Label: Columbia University Press
Series: Race, Inequality, and Health
Language: English
Publisher: Columbia University Press

Slavery, Asylums, and Mental Illness in the Nineteenth Century
Martha Louis explores Black experiences and views of mental disability in the nineteenth century, shedding light on the lives and struggles of the “colored insane.”
The nineteenth century in the United States witnessed the end of slavery and the expansion of another form of confinement: the asylum. How did enslaved and free Black people encounter psychiatric institutions? How were notions of mental disability used to reinforce slavery and Jim Crow? And how did Black people express alternative ideas about individual and communal mental health?

Diana Martha Louis explores Black experiences and views of mental disability in the nineteenth century, shedding light on the lives and struggles of the “colored insane.” She demonstrates how psychiatric discourses made Blacks “mad” both by inflicting real psychological harm within asylums, plantations, jails, and society writ large and by constructing mental disorders according to prevailing notions of race, class, gender, and sanity. Yet even as white medical professionals pathologized the enslaved as suffering from “drapetomania” (runaway slave syndrome), portrayed slavery as beneficial to Black mental health, or cast African-derived spiritual beliefs and practices as signs of madness, Black people developed their own complex perspectives on mental disability.
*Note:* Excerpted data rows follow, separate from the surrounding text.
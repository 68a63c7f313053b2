//! The container rule and the collection types it covers.
//!
//! Every container is framed as a class holding an element `count` followed
//! by each element under `member`, in the collection's own iteration order.
//! Reading clears the target first and pushes `count` default-constructed
//! elements, each deserialized in turn. Map entries travel as pairs.
//!
//! Ordered and hashed collections cannot hand out `&mut` elements, so their
//! elements are taken out for the duration of the call and reinserted
//! afterwards.
use {
    super::{serialize_class, Category, COUNT_LABEL, MEMBER_LABEL},
    crate::{
        channel::{Channel, Direction},
        error::Result,
        Serialize,
    },
    core::{any::type_name, hash::Hash, mem},
    std::collections::{BTreeMap, BTreeSet, HashMap, HashSet, LinkedList, VecDeque},
};

/// A collection the container rule can fill and walk.
pub trait Container {
    type Item: Serialize + Default;

    fn count(&self) -> usize;

    fn clear_items(&mut self);

    fn reserve_items(&mut self, _additional: usize) {}

    fn push_item(&mut self, item: Self::Item);

    /// Call `visit` on every element in iteration order. Stops at the first
    /// error; the collection keeps all of its elements either way.
    fn visit_items<F>(&mut self, visit: F) -> Result<()>
    where
        F: FnMut(&mut Self::Item) -> Result<()>;
}

/// Serialize `container` under `label` with the container rule.
pub fn serialize_container<C, K>(channel: &mut C, container: &mut K, label: &str) -> Result<()>
where
    C: Channel + ?Sized,
    K: Container,
{
    serialize_class(channel, type_name::<K>(), label, |channel| {
        match channel.direction() {
            Direction::Out => {
                let mut count = container.count() as u64;
                count.serialize(channel, COUNT_LABEL)?;
                container.visit_items(|item| item.serialize(channel, MEMBER_LABEL))
            }
            Direction::In => {
                let mut count = 0u64;
                count.serialize(channel, COUNT_LABEL)?;
                container.clear_items();
                let limit = channel.state().preallocation_limit() / size_of::<K::Item>().max(1);
                container.reserve_items((count as usize).min(limit));
                for _ in 0..count {
                    let mut item = K::Item::default();
                    item.serialize(channel, MEMBER_LABEL)?;
                    container.push_item(item);
                }
                Ok(())
            }
        }
    })
}

/// Visit taken-out elements, then hand all of them back for reinsertion.
fn visit_taken<T, F>(items: Vec<T>, mut visit: F) -> (Vec<T>, Result<()>)
where
    F: FnMut(&mut T) -> Result<()>,
{
    let mut result = Ok(());
    let mut visited = Vec::with_capacity(items.len());
    for mut item in items {
        if result.is_ok() {
            result = visit(&mut item);
        }
        visited.push(item);
    }
    (visited, result)
}

macro_rules! impl_serialize_container {
    ($([$($generics:tt)*] $type:ty),+ $(,)?) => {
        $(
            impl<$($generics)*> Serialize for $type {
                const CATEGORY: Category = Category::Container;

                #[inline]
                fn serialize<C: Channel + ?Sized>(&mut self, channel: &mut C, label: &str) -> Result<()> {
                    serialize_container(channel, self, label)
                }
            }
        )+
    };
}

impl_serialize_container!(
    [T: Serialize + Default] Vec<T>,
    [T: Serialize + Default] VecDeque<T>,
    [T: Serialize + Default] LinkedList<T>,
    [T: Serialize + Default + Ord] BTreeSet<T>,
    [T: Serialize + Default + Eq + Hash] HashSet<T>,
    [K: Serialize + Default + Ord, V: Serialize + Default] BTreeMap<K, V>,
    [K: Serialize + Default + Eq + Hash, V: Serialize + Default] HashMap<K, V>,
    [K: Serialize + Default + Ord + Clone, V: Serialize + Default] MultiMap<K, V>,
);

impl<T: Serialize + Default> Container for Vec<T> {
    type Item = T;

    fn count(&self) -> usize {
        self.len()
    }

    fn clear_items(&mut self) {
        self.clear();
    }

    fn reserve_items(&mut self, additional: usize) {
        self.reserve(additional);
    }

    fn push_item(&mut self, item: T) {
        self.push(item);
    }

    fn visit_items<F>(&mut self, visit: F) -> Result<()>
    where
        F: FnMut(&mut T) -> Result<()>,
    {
        self.iter_mut().try_for_each(visit)
    }
}

impl<T: Serialize + Default> Container for VecDeque<T> {
    type Item = T;

    fn count(&self) -> usize {
        self.len()
    }

    fn clear_items(&mut self) {
        self.clear();
    }

    fn reserve_items(&mut self, additional: usize) {
        self.reserve(additional);
    }

    fn push_item(&mut self, item: T) {
        self.push_back(item);
    }

    fn visit_items<F>(&mut self, visit: F) -> Result<()>
    where
        F: FnMut(&mut T) -> Result<()>,
    {
        self.iter_mut().try_for_each(visit)
    }
}

impl<T: Serialize + Default> Container for LinkedList<T> {
    type Item = T;

    fn count(&self) -> usize {
        self.len()
    }

    fn clear_items(&mut self) {
        self.clear();
    }

    fn push_item(&mut self, item: T) {
        self.push_back(item);
    }

    fn visit_items<F>(&mut self, visit: F) -> Result<()>
    where
        F: FnMut(&mut T) -> Result<()>,
    {
        self.iter_mut().try_for_each(visit)
    }
}

impl<T: Serialize + Default + Ord> Container for BTreeSet<T> {
    type Item = T;

    fn count(&self) -> usize {
        self.len()
    }

    fn clear_items(&mut self) {
        self.clear();
    }

    fn push_item(&mut self, item: T) {
        self.insert(item);
    }

    fn visit_items<F>(&mut self, visit: F) -> Result<()>
    where
        F: FnMut(&mut T) -> Result<()>,
    {
        let (items, result) = visit_taken(mem::take(self).into_iter().collect(), visit);
        self.extend(items);
        result
    }
}

impl<T: Serialize + Default + Eq + Hash> Container for HashSet<T> {
    type Item = T;

    fn count(&self) -> usize {
        self.len()
    }

    fn clear_items(&mut self) {
        self.clear();
    }

    fn reserve_items(&mut self, additional: usize) {
        self.reserve(additional);
    }

    fn push_item(&mut self, item: T) {
        self.insert(item);
    }

    fn visit_items<F>(&mut self, visit: F) -> Result<()>
    where
        F: FnMut(&mut T) -> Result<()>,
    {
        let (items, result) = visit_taken(self.drain().collect(), visit);
        self.extend(items);
        result
    }
}

impl<K, V> Container for BTreeMap<K, V>
where
    K: Serialize + Default + Ord,
    V: Serialize + Default,
{
    type Item = (K, V);

    fn count(&self) -> usize {
        self.len()
    }

    fn clear_items(&mut self) {
        self.clear();
    }

    fn push_item(&mut self, (key, value): (K, V)) {
        self.insert(key, value);
    }

    fn visit_items<F>(&mut self, visit: F) -> Result<()>
    where
        F: FnMut(&mut (K, V)) -> Result<()>,
    {
        let (entries, result) = visit_taken(mem::take(self).into_iter().collect(), visit);
        self.extend(entries);
        result
    }
}

impl<K, V> Container for HashMap<K, V>
where
    K: Serialize + Default + Eq + Hash,
    V: Serialize + Default,
{
    type Item = (K, V);

    fn count(&self) -> usize {
        self.len()
    }

    fn clear_items(&mut self) {
        self.clear();
    }

    fn reserve_items(&mut self, additional: usize) {
        self.reserve(additional);
    }

    fn push_item(&mut self, (key, value): (K, V)) {
        self.insert(key, value);
    }

    fn visit_items<F>(&mut self, visit: F) -> Result<()>
    where
        F: FnMut(&mut (K, V)) -> Result<()>,
    {
        let (entries, result) = visit_taken(self.drain().collect(), visit);
        self.extend(entries);
        result
    }
}

/// An ordered map that keeps every value inserted under a key.
///
/// Iteration visits keys in order and, within a key, values in insertion
/// order.
#[derive(Debug, Clone, PartialEq, Eq)]
pub struct MultiMap<K, V> {
    entries: BTreeMap<K, Vec<V>>,
    len: usize,
}

impl<K, V> Default for MultiMap<K, V> {
    fn default() -> Self {
        Self {
            entries: BTreeMap::new(),
            len: 0,
        }
    }
}

impl<K: Ord, V> MultiMap<K, V> {
    pub fn new() -> Self {
        Self::default()
    }

    pub fn insert(&mut self, key: K, value: V) {
        self.entries.entry(key).or_default().push(value);
        self.len += 1;
    }

    /// All values stored under `key`, oldest first.
    pub fn get(&self, key: &K) -> &[V] {
        self.entries.get(key).map_or(&[], Vec::as_slice)
    }

    /// Total number of values.
    pub fn len(&self) -> usize {
        self.len
    }

    pub fn is_empty(&self) -> bool {
        self.len == 0
    }

    pub fn clear(&mut self) {
        self.entries.clear();
        self.len = 0;
    }

    pub fn iter(&self) -> impl Iterator<Item = (&K, &V)> {
        self.entries
            .iter()
            .flat_map(|(key, values)| values.iter().map(move |value| (key, value)))
    }
}

impl<K: Ord, V> FromIterator<(K, V)> for MultiMap<K, V> {
    fn from_iter<I: IntoIterator<Item = (K, V)>>(iter: I) -> Self {
        let mut map = Self::new();
        map.extend(iter);
        map
    }
}

impl<K: Ord, V> Extend<(K, V)> for MultiMap<K, V> {
    fn extend<I: IntoIterator<Item = (K, V)>>(&mut self, iter: I) {
        for (key, value) in iter {
            self.insert(key, value);
        }
    }
}

impl<K: Ord + Clone, V> MultiMap<K, V> {
    fn take_entries(&mut self) -> Vec<(K, V)> {
        self.len = 0;
        mem::take(&mut self.entries)
            .into_iter()
            .flat_map(|(key, values)| {
                values
                    .into_iter()
                    .map(move |value| (key.clone(), value))
            })
            .collect()
    }
}

impl<K, V> Container for MultiMap<K, V>
where
    K: Serialize + Default + Ord + Clone,
    V: Serialize + Default,
{
    type Item = (K, V);

    fn count(&self) -> usize {
        self.len
    }

    fn clear_items(&mut self) {
        self.clear();
    }

    fn push_item(&mut self, (key, value): (K, V)) {
        self.insert(key, value);
    }

    fn visit_items<F>(&mut self, visit: F) -> Result<()>
    where
        F: FnMut(&mut (K, V)) -> Result<()>,
    {
        let (entries, result) = visit_taken(self.take_entries(), visit);
        self.extend(entries);
        result
    }
}
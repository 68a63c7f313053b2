//! Serialization rules.
//!
//! One code path serves both directions: [`Serialize::serialize`] takes the
//! value by `&mut` and either writes it (the channel is [`Direction::Out`]) or
//! overwrites it with what the channel reads back ([`Direction::In`]). A type
//! must therefore issue exactly the same channel calls, in the same order,
//! whichever way the data flows.
//!
//! The rules, by [`Category`]:
//!
//! - primitives call the matching channel operation once;
//! - shared pointers write a handle and, on first sight, their referent (see
//!   [`pointer`]);
//! - pairs frame `first` and `second`;
//! - containers frame an element `count` followed by each `member`;
//! - strings are one counted byte run;
//! - composites frame their fields in declaration order.
//!
//! Framed rules go through [`serialize_class`], which tracks the nesting depth
//! and closes the package once the outermost value is done.
//!
//! # Example
//!
//! ```
//! use {
//!     graphwire::{composite, from_bytes, to_bytes},
//!     std::rc::Rc,
//! };
//!
//! #[derive(Debug, Default, Clone, PartialEq)]
//! struct Parent {
//!     name: String,
//! }
//!
//! composite! { Parent { name } }
//!
//! #[derive(Debug, Default, Clone, PartialEq)]
//! struct Child {
//!     id: u32,
//!     mother: Rc<Parent>,
//!     father: Rc<Parent>,
//! }
//!
//! composite! { Child { id, mother, father } }
//!
//! let parent = Rc::new(Parent { name: "p".into() });
//! let mut child = Child { id: 1, mother: parent.clone(), father: parent };
//! let bytes = to_bytes(&mut child).unwrap();
//! let back: Child = from_bytes(&bytes).unwrap();
//! assert_eq!(back, child);
//! assert!(Rc::ptr_eq(&back.mother, &back.father));
//! ```
use {
    crate::{
        channel::{Channel, Direction, Primitive},
        error::{count_mismatch, unexpected_token, Result},
    },
    tracing::debug,
};

pub mod containers;
mod impls;
pub mod pointer;
mod version;
pub use version::{serialize_class_name, serialize_class_version};

/// Label of the top-level value in a package.
pub const OBJECT_LABEL: &str = "object";
/// Label of a container's element count.
pub const COUNT_LABEL: &str = "count";
/// Label of each container element.
pub const MEMBER_LABEL: &str = "member";
pub const FIRST_LABEL: &str = "first";
pub const SECOND_LABEL: &str = "second";

/// Which serialization rule a type follows.
#[derive(Debug, Clone, Copy, PartialEq, Eq, Hash)]
pub enum Category {
    Primitive,
    Pointer,
    Pair,
    Container,
    /// Counted byte run.
    Text,
    /// Serializes as the value it wraps.
    Transparent,
    Composite,
}

impl Category {
    /// Whether values of this category are wrapped in class framing.
    pub const fn is_framed(self) -> bool {
        matches!(
            self,
            Category::Pointer | Category::Pair | Category::Container | Category::Composite
        )
    }
}

/// Types that can be serialized through a [`Channel`] in either direction.
///
/// Implement it with [`composite!`](crate::composite) or
/// `#[derive(Serialize)]` for records, or by hand:
///
/// ```
/// use graphwire::{channel::Channel, schema::serialize_class, Result, Serialize};
///
/// #[derive(Default)]
/// struct Point {
///     x: i32,
///     y: i32,
/// }
///
/// impl Serialize for Point {
///     fn type_name() -> &'static str {
///         "Point"
///     }
///
///     fn serialize<C: Channel + ?Sized>(&mut self, channel: &mut C, label: &str) -> Result<()> {
///         serialize_class(channel, Self::type_name(), label, |channel| {
///             self.x.serialize(channel, "x")?;
///             self.y.serialize(channel, "y")
///         })
///     }
/// }
/// ```
pub trait Serialize {
    const CATEGORY: Category = Category::Composite;

    /// Name announced when the type opens a package or starts a class.
    fn type_name() -> &'static str {
        core::any::type_name::<Self>()
    }

    /// Write `self` to `channel` or read it back, depending on the channel's
    /// direction.
    fn serialize<C: Channel + ?Sized>(&mut self, channel: &mut C, label: &str) -> Result<()>;
}

/// Serialize `value` under `label`.
#[inline]
pub fn serialize<C, T>(channel: &mut C, value: &mut T, label: &str) -> Result<()>
where
    C: Channel + ?Sized,
    T: Serialize + ?Sized,
{
    value.serialize(channel, label)
}

/// Wrap `body` in class framing and depth tracking.
///
/// Requires an open package. Raises [`Error::RecursionLimit`](crate::Error::RecursionLimit)
/// when nesting exceeds the configured depth. When the outermost class
/// finishes the channel is closed, so the next top-level value needs a fresh
/// [`Channel::open`]. On error the package is abandoned.
pub fn serialize_class<C, F>(channel: &mut C, type_name: &str, label: &str, body: F) -> Result<()>
where
    C: Channel + ?Sized,
    F: FnOnce(&mut C) -> Result<()>,
{
    channel.state_mut().enter(label)?;
    let result = channel
        .start_of_class(type_name, label)
        .and_then(|()| body(channel))
        .and_then(|()| channel.end_of_class(type_name, label));
    if let Err(e) = result {
        channel.state_mut().abort();
        return Err(e);
    }
    if channel.state_mut().leave() {
        channel.close()?;
    }
    Ok(())
}

/// Transfer a run of primitives with one channel call.
pub fn serialize_primitives<C, P>(channel: &mut C, items: &mut [P], label: &str) -> Result<()>
where
    C: Channel + ?Sized,
    P: Primitive,
{
    channel.state().ensure_open(label)?;
    let transferred = P::dispatch(channel, items, label)?;
    if transferred != items.len() {
        return Err(count_mismatch(label, items.len(), transferred));
    }
    Ok(())
}

/// Transfer a counted byte run.
pub fn serialize_bytes<C>(channel: &mut C, bytes: &mut Vec<u8>, label: &str) -> Result<()>
where
    C: Channel + ?Sized,
{
    channel.state().ensure_open(label)?;
    let expected = bytes.len();
    let transferred = channel.serialize_bytes(bytes, label)?;
    let expected = match channel.direction() {
        Direction::Out => expected,
        Direction::In => bytes.len(),
    };
    if transferred != expected {
        return Err(count_mismatch(label, expected, transferred));
    }
    Ok(())
}

/// Serialize `value` as the body of the open package, then make sure the
/// package is closed.
pub fn serialize_object<C, T>(channel: &mut C, value: &mut T) -> Result<()>
where
    C: Channel + ?Sized,
    T: Serialize,
{
    if let Err(e) = value.serialize(channel, OBJECT_LABEL) {
        channel.state_mut().abort();
        return Err(e);
    }
    if channel.state().is_open() {
        channel.close()?;
    }
    Ok(())
}

/// Open a package named after `T` and write `value` into it.
pub fn send_object<C, T>(channel: &mut C, value: &mut T) -> Result<()>
where
    C: Channel + ?Sized,
    T: Serialize,
{
    channel.open(Some(T::type_name()))?;
    serialize_object(channel, value)
}

/// Read the next package into `value`, checking that it announces `T`.
pub fn recv_object<C, T>(channel: &mut C, value: &mut T) -> Result<()>
where
    C: Channel + ?Sized,
    T: Serialize,
{
    let name = channel.open(None)?;
    if name != T::type_name() {
        channel.state_mut().abort();
        return Err(unexpected_token(
            T::type_name(),
            name.as_bytes(),
            channel.state().offset(),
        ));
    }
    serialize_object(channel, value)
}

/// Open the next package and return the type it announces.
///
/// The caller picks the matching type and finishes with
/// [`serialize_object`].
pub fn next_package<C>(channel: &mut C) -> Result<String>
where
    C: Channel + ?Sized,
{
    let name = channel.open(None)?;
    debug!(package = %name, "next package");
    Ok(name)
}

/// Implement [`Serialize`] for a struct with named fields.
///
/// Fields are serialized in the listed order, each under its own name. The
/// struct's identifier is its type name on the wire.
///
/// ```
/// # use graphwire::{composite, from_text, to_text};
/// #[derive(Debug, Default, PartialEq)]
/// struct Reading {
///     sensor: String,
///     values: Vec<f32>,
/// }
///
/// composite! {
///     Reading {
///         sensor,
///         values,
///     }
/// }
///
/// let mut reading = Reading { sensor: "t1".into(), values: vec![0.5, 1.0] };
/// let text = to_text(&mut reading).unwrap();
/// assert!(text.starts_with("package: Reading\t"));
/// assert_eq!(from_text::<Reading>(&text).unwrap(), reading);
/// ```
#[macro_export]
macro_rules! composite {
    ($type:ident { $($field:ident),+ $(,)? }) => {
        impl $crate::Serialize for $type {
            #[inline]
            fn type_name() -> &'static str {
                stringify!($type)
            }

            fn serialize<C: $crate::channel::Channel + ?Sized>(
                &mut self,
                channel: &mut C,
                label: &str,
            ) -> $crate::Result<()> {
                $crate::schema::serialize_class(
                    channel,
                    <Self as $crate::Serialize>::type_name(),
                    label,
                    |channel| {
                        $($crate::Serialize::serialize(&mut self.$field, channel, stringify!($field))?;)+
                        Ok(())
                    },
                )
            }
        }
    };
}

#[cfg(test)]
mod tests {
    use {
        super::*,
        crate::{
            channel::{BinaryChannel, TextChannel},
            config::Config,
            error::Error,
            proptest_config::proptest_cfg,
            stream::{BufferedStream, MemoryTransport},
        },
        proptest::prelude::*,
    };

    #[derive(Debug, Default, Clone, PartialEq)]
    struct Inner {
        flag: bool,
        letter: char,
    }

    composite! { Inner { flag, letter } }

    #[derive(Debug, Default, Clone, PartialEq)]
    struct Outer {
        id: u64,
        label: String,
        inner: Inner,
        scores: Vec<i16>,
        ratio: f64,
    }

    composite! {
        Outer {
            id,
            label,
            inner,
            scores,
            ratio,
        }
    }

    fn outer() -> impl Strategy<Value = Outer> {
        (
            any::<u64>(),
            ".{0,12}",
            any::<bool>(),
            any::<char>(),
            proptest::collection::vec(any::<i16>(), 0..8),
            any::<f64>().prop_filter("nan", |f| !f.is_nan()),
        )
            .prop_map(|(id, label, flag, letter, scores, ratio)| Outer {
                id,
                label,
                inner: Inner { flag, letter },
                scores,
                ratio,
            })
    }

    #[test]
    fn serializing_requires_open() {
        let mut stream = BufferedStream::new(MemoryTransport::new());
        let mut channel = BinaryChannel::new(&mut stream, Direction::Out);
        let err = Inner::default().serialize(&mut channel, "object").unwrap_err();
        assert!(matches!(err, Error::NotOpen { .. }));
        let err = 5u8.serialize(&mut channel, "byte").unwrap_err();
        assert!(matches!(err, Error::NotOpen { .. }));
    }

    #[test]
    fn outermost_class_closes_the_package() {
        let mut stream = BufferedStream::new(MemoryTransport::new());
        let mut channel = BinaryChannel::new(&mut stream, Direction::Out);
        channel.open(Some("Inner")).unwrap();
        Inner::default().serialize(&mut channel, "object").unwrap();
        assert!(!channel.state().is_open());
        assert!(matches!(
            Inner::default().serialize(&mut channel, "object"),
            Err(Error::AlreadyClosed { .. })
        ));
        channel.open(Some("Inner")).unwrap();
        Inner::default().serialize(&mut channel, "object").unwrap();
    }

    #[test]
    fn recv_checks_the_announced_type() {
        let mut stream = BufferedStream::new(MemoryTransport::new());
        send_object(
            &mut TextChannel::new(&mut stream, Direction::Out),
            &mut Inner::default(),
        )
        .unwrap();
        let mut channel = TextChannel::new(&mut stream, Direction::In);
        let err = recv_object(&mut channel, &mut Outer::default()).unwrap_err();
        assert!(matches!(err, Error::UnexpectedToken { .. }));
        assert!(!channel.state().is_open());
    }

    #[test]
    fn next_package_announces_the_type() {
        let mut stream = BufferedStream::new(MemoryTransport::new());
        {
            let mut out = BinaryChannel::new(&mut stream, Direction::Out);
            send_object(&mut out, &mut Inner { flag: true, letter: 'q' }).unwrap();
            send_object(&mut out, &mut 9u32).unwrap();
        }
        let mut input = BinaryChannel::new(&mut stream, Direction::In);
        assert_eq!(next_package(&mut input).unwrap(), "Inner");
        let mut inner = Inner::default();
        serialize_object(&mut input, &mut inner).unwrap();
        assert_eq!(inner, Inner { flag: true, letter: 'q' });
        assert_eq!(next_package(&mut input).unwrap(), "u32");
        let mut value = 0u32;
        serialize_object(&mut input, &mut value).unwrap();
        assert_eq!(value, 9);
    }

    #[test]
    fn depth_limit_applies_to_nesting() {
        let config = Config::default().with_max_depth(2);
        let mut stream = BufferedStream::new(MemoryTransport::new());
        let mut channel = BinaryChannel::with_config(&mut stream, Direction::Out, &config);
        channel.open(Some("nested")).unwrap();
        let mut nested = vec![vec![vec![1u8]]];
        let err = nested.serialize(&mut channel, "object").unwrap_err();
        assert!(matches!(err, Error::RecursionLimit { limit: 2, .. }));
        assert!(!channel.state().is_open());
    }

    #[test]
    fn categories() {
        assert_eq!(<u8 as Serialize>::CATEGORY, Category::Primitive);
        assert_eq!(<String as Serialize>::CATEGORY, Category::Text);
        assert_eq!(<Vec<u8> as Serialize>::CATEGORY, Category::Container);
        assert_eq!(<(u8, u8) as Serialize>::CATEGORY, Category::Pair);
        assert_eq!(<Outer as Serialize>::CATEGORY, Category::Composite);
        assert!(Category::Composite.is_framed());
        assert!(!Category::Text.is_framed());
    }

    proptest! {
        #![proptest_config(proptest_cfg())]

        #[test]
        fn composites_read_back_from_binary(mut value in outer()) {
            let mut stream = BufferedStream::new(MemoryTransport::new());
            send_object(&mut BinaryChannel::new(&mut stream, Direction::Out), &mut value).unwrap();
            let mut back = Outer::default();
            recv_object(&mut BinaryChannel::new(&mut stream, Direction::In), &mut back).unwrap();
            prop_assert_eq!(back, value);
        }

        #[test]
        fn composites_read_back_from_text(mut value in outer()) {
            let mut stream = BufferedStream::new(MemoryTransport::new());
            send_object(&mut TextChannel::new(&mut stream, Direction::Out), &mut value).unwrap();
            let mut back = Outer::default();
            recv_object(&mut TextChannel::new(&mut stream, Direction::In), &mut back).unwrap();
            prop_assert_eq!(back, value);
        }
    }
}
Louis considers the lives and writings of Black intellectuals and cultural figures including James McCune Smith, Harriet Jacobs, Harriet Tubman, and Charles Chesnutt, as well as a group of Black women who were incarcerated in Georgia Lunatic Asylum, showing how mental disability was entangled with questions of freedom, spirituality, and self-determination. Combining literary and historical analysis, Colored Insane is a rich account of nineteenth-century Black Americans’ experiences of mental illness and wellness.